The aim of this study is to evaluate medium to low dose radiation injury to the developing fetal immune system with the ultimate goal of determining if this injury could be important in the pathogenesis of radiation-induced lymphoid neoplasia. The thymus gland is critical for normal development of immunological function and prenatal damage could lead to immunoregulatory or immunodeficiency disorders. Such disorders have been associated with an increased prevalence of lymphoid neoplasia. Preliminary studies demonstrated significant radiation-induced thymic epithelial cell injury after prenatal exposures. The proposed experiment will extend these observations by evaluating the persistence of prenatal thymic injury in postnatal life including functional immunologic abnormalities. The study is designed to develop dose-response relationships for prenatal immunologic injury and to determine whether effects can be demonstrated at low doses pertinent to current concerns over radiation carcinogenesis. A total of 120 beagle dog fetuses will be given 0, 10, 50, 100 or 150 rads whole-body 60Co gamma radiation at 35 days of gestation. Dogs in each dose group will be sacrificed and necropsied as 45 day fetuses, or 6-month-old puppies. Evaluation of the persistence, nature and degree of injury to thymus and other lymphoid tissues will be accomplished using qualitative histopathology and quantitative histomorphometry. Morphometry has proven to be a highly sensitive indicator of injury in this system and will be the primary method for elucidation of dose-response relationships.

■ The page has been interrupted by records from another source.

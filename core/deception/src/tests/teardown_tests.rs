// Path and File Name : /home/decepticloud/core/deception/src/tests/teardown_tests.rs
// Author: nXxBku0CKFAJCBN3X1g3bQk7OxYQylg8CMw1iGsq7gU
// Details of functionality of this file: Tests for the teardown engine - retried shutdown cleanup and the fail-closed startup preflight

#[cfg(test)]
mod tests {
    use std::sync::Arc;
    use std::time::Duration;

    use crate::asset::ActiveAsset;
    use crate::deployer::DeploymentController;
    use crate::errors::DeceptionError;
    use crate::registry::HoneypotRegistry;
    use crate::runtime::{AssetRuntime, DryRunRuntime};
    use crate::teardown::{TeardownEngine, TeardownStatus};

    fn engine(runtime: Arc<DryRunRuntime>) -> (Arc<DeploymentController>, TeardownEngine) {
        let dyn_runtime: Arc<dyn AssetRuntime> = runtime;
        let controller = Arc::new(DeploymentController::new(
            dyn_runtime,
            Arc::new(HoneypotRegistry::with_defaults()),
            Duration::from_secs(5),
        ));
        let engine = TeardownEngine::new(controller.clone(), 3, Duration::ZERO);
        (controller, engine)
    }

    #[tokio::test]
    async fn test_preflight_stops_leftover_assets() {
        let runtime = Arc::new(DryRunRuntime::new());
        runtime.set_running("cowrie_honeypot", true);
        let (controller, engine) = engine(runtime.clone());

        let result = engine.preflight().await.unwrap();

        assert_eq!(result.status, TeardownStatus::Completed);
        assert_eq!(result.attempts, 1);
        assert!(!runtime.running("cowrie_honeypot"));
        assert_eq!(controller.current(), ActiveAsset::None);
    }

    #[tokio::test]
    async fn test_preflight_fails_closed_when_unreachable() {
        let runtime = Arc::new(DryRunRuntime::new());
        runtime.set_unreachable(true);
        let (_controller, engine) = engine(runtime);

        let result = engine.preflight().await;

        assert!(matches!(result, Err(DeceptionError::TeardownFailed(_))));
    }

    #[tokio::test]
    async fn test_teardown_retries_then_reports_failure() {
        let runtime = Arc::new(DryRunRuntime::new());
        runtime.set_running("web_honeypot", true);
        runtime.fail_stop("web_honeypot", true);
        let (controller, engine) = engine(runtime.clone());

        let result = engine.teardown_all().await;

        assert_eq!(result.status, TeardownStatus::Failed);
        assert_eq!(result.attempts, 3);
        assert_eq!(result.errors.len(), 3);
        assert_eq!(controller.current(), ActiveAsset::Web);
    }

    #[tokio::test]
    async fn test_teardown_recovers_on_retry() {
        let runtime = Arc::new(DryRunRuntime::new());
        runtime.set_running("web_honeypot", true);
        runtime.fail_stop("web_honeypot", true);
        let (_controller, engine) = engine(runtime.clone());

        let first = engine.teardown_all().await;
        assert_eq!(first.status, TeardownStatus::Failed);

        runtime.fail_stop("web_honeypot", false);
        let second = engine.teardown_all().await;
        assert_eq!(second.status, TeardownStatus::Completed);
        assert!(!runtime.running("web_honeypot"));
    }
}
// Path and File Name : /home/decepticloud/core/trainer/src/tests/mod.rs
// Author: nXxBku0CKFAJCBN3X1g3bQk7OxYQylg8CMw1iGsq7gU
// Details of functionality of this file: Test tree for the trainer crate

#[cfg(test)]
mod replay_tests;
#[cfg(test)]
mod network_tests;
#[cfg(test)]
mod metrics_tests;
use serde_json::Value;

use super::binding::Binding;

/// Read-only mirror of one property. Always reads the latest snapshot.
#[derive(Debug)]
pub struct SensorEntity {
    binding: Binding,
}

impl SensorEntity {
    pub fn new(binding: Binding) -> Self {
        Self { binding }
    }

    pub fn binding(&self) -> &Binding {
        &self.binding
    }

    pub fn native_value(&self) -> Option<Value> {
        self.binding.read()
    }
}
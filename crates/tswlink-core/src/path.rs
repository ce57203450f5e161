// ── Nested path model ──
//
// Dotted-path reads over the panel state tree and construction of the
// minimal partial-update document for a single leaf. Pure functions only.

use std::fmt;
use std::str::FromStr;

use serde_json::{Map, Value};

use crate::error::CoreError;

/// Read the value at `path`, walking one segment at a time.
///
/// Returns `None` as soon as a segment is missing or the current node is not
/// an object. An empty path yields the tree itself.
pub fn get<'a, S: AsRef<str>>(tree: &'a Value, path: &[S]) -> Option<&'a Value> {
    path.iter()
        .try_fold(tree, |node, segment| node.as_object()?.get(segment.as_ref()))
}

/// Like [`get`], substituting `default` when the path does not resolve.
pub fn get_or<S: AsRef<str>>(tree: &Value, path: &[S], default: Value) -> Value {
    get(tree, path).cloned().unwrap_or(default)
}

/// Build the minimal nested document that sets `value` at `path`.
///
/// Every intermediate segment becomes a single-entry object; the last segment
/// maps directly to `value`.
pub fn build_partial<S: AsRef<str>>(path: &[S], value: Value) -> Result<Value, CoreError> {
    if path.is_empty() {
        return Err(CoreError::EmptyPath);
    }
    Ok(nest(path, value))
}

fn nest<S: AsRef<str>>(path: &[S], value: Value) -> Value {
    path.iter().rev().fold(value, |inner, segment| {
        let mut map = Map::with_capacity(1);
        map.insert(segment.as_ref().to_owned(), inner);
        Value::Object(map)
    })
}

// ── ValuePath ────────────────────────────────────────────────────────

/// A non-empty sequence of keys identifying a node of the state tree.
///
/// Displays and parses as dotted text: `Device.Display.CurrentState`.
#[derive(Debug, Clone, PartialEq, Eq, Hash)]
pub struct ValuePath(Vec<String>);

impl ValuePath {
    /// Build a path from its segments. Fails on an empty sequence.
    pub fn new<I, S>(segments: I) -> Result<Self, CoreError>
    where
        I: IntoIterator<Item = S>,
        S: Into<String>,
    {
        let segments: Vec<String> = segments.into_iter().map(Into::into).collect();
        if segments.is_empty() {
            return Err(CoreError::EmptyPath);
        }
        Ok(Self(segments))
    }

    pub fn segments(&self) -> &[String] {
        &self.0
    }

    /// The last segment: the property name the panel reports on writes.
    pub fn leaf(&self) -> &str {
        self.0.last().map_or("", String::as_str)
    }

    /// All segments but the last.
    pub fn parent(&self) -> &[String] {
        self.0.split_last().map_or(&[], |(_, parent)| parent)
    }

    /// Dotted form of [`parent`](Self::parent); empty for single-segment paths.
    pub fn parent_dotted(&self) -> String {
        self.parent().join(".")
    }

    /// Read this path from a tree.
    pub fn get<'a>(&self, tree: &'a Value) -> Option<&'a Value> {
        get(tree, &self.0)
    }

    /// Build the partial-update document for this path.
    pub fn build_partial(&self, value: Value) -> Value {
        nest(&self.0, value)
    }
}

impl fmt::Display for ValuePath {
    fn fmt(&self, f: &mut fmt::Formatter<'_>) -> fmt::Result {
        f.write_str(&self.0.join("."))
    }
}

impl FromStr for ValuePath {
    type Err = CoreError;

    fn from_str(s: &str) -> Result<Self, Self::Err> {
        if s.is_empty() {
            return Err(CoreError::EmptyPath);
        }
        if s.split('.').any(str::is_empty) {
            return Err(CoreError::InvalidPath { input: s.into() });
        }
        Self::new(s.split('.'))
    }
}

The postnatal immune system will be evaluated using state of the art procedures for immune function testing. Monoclonal antibodies will be used to enumerate changes in B and T lymphocyte populations in blood and tissues. Functional tests will include immunoglobulin quantitation and in vitro assays of B and T cell responses, including evaluation of the function of T-helper, T-cytoxic and T-suppressor cells, and macrophage function.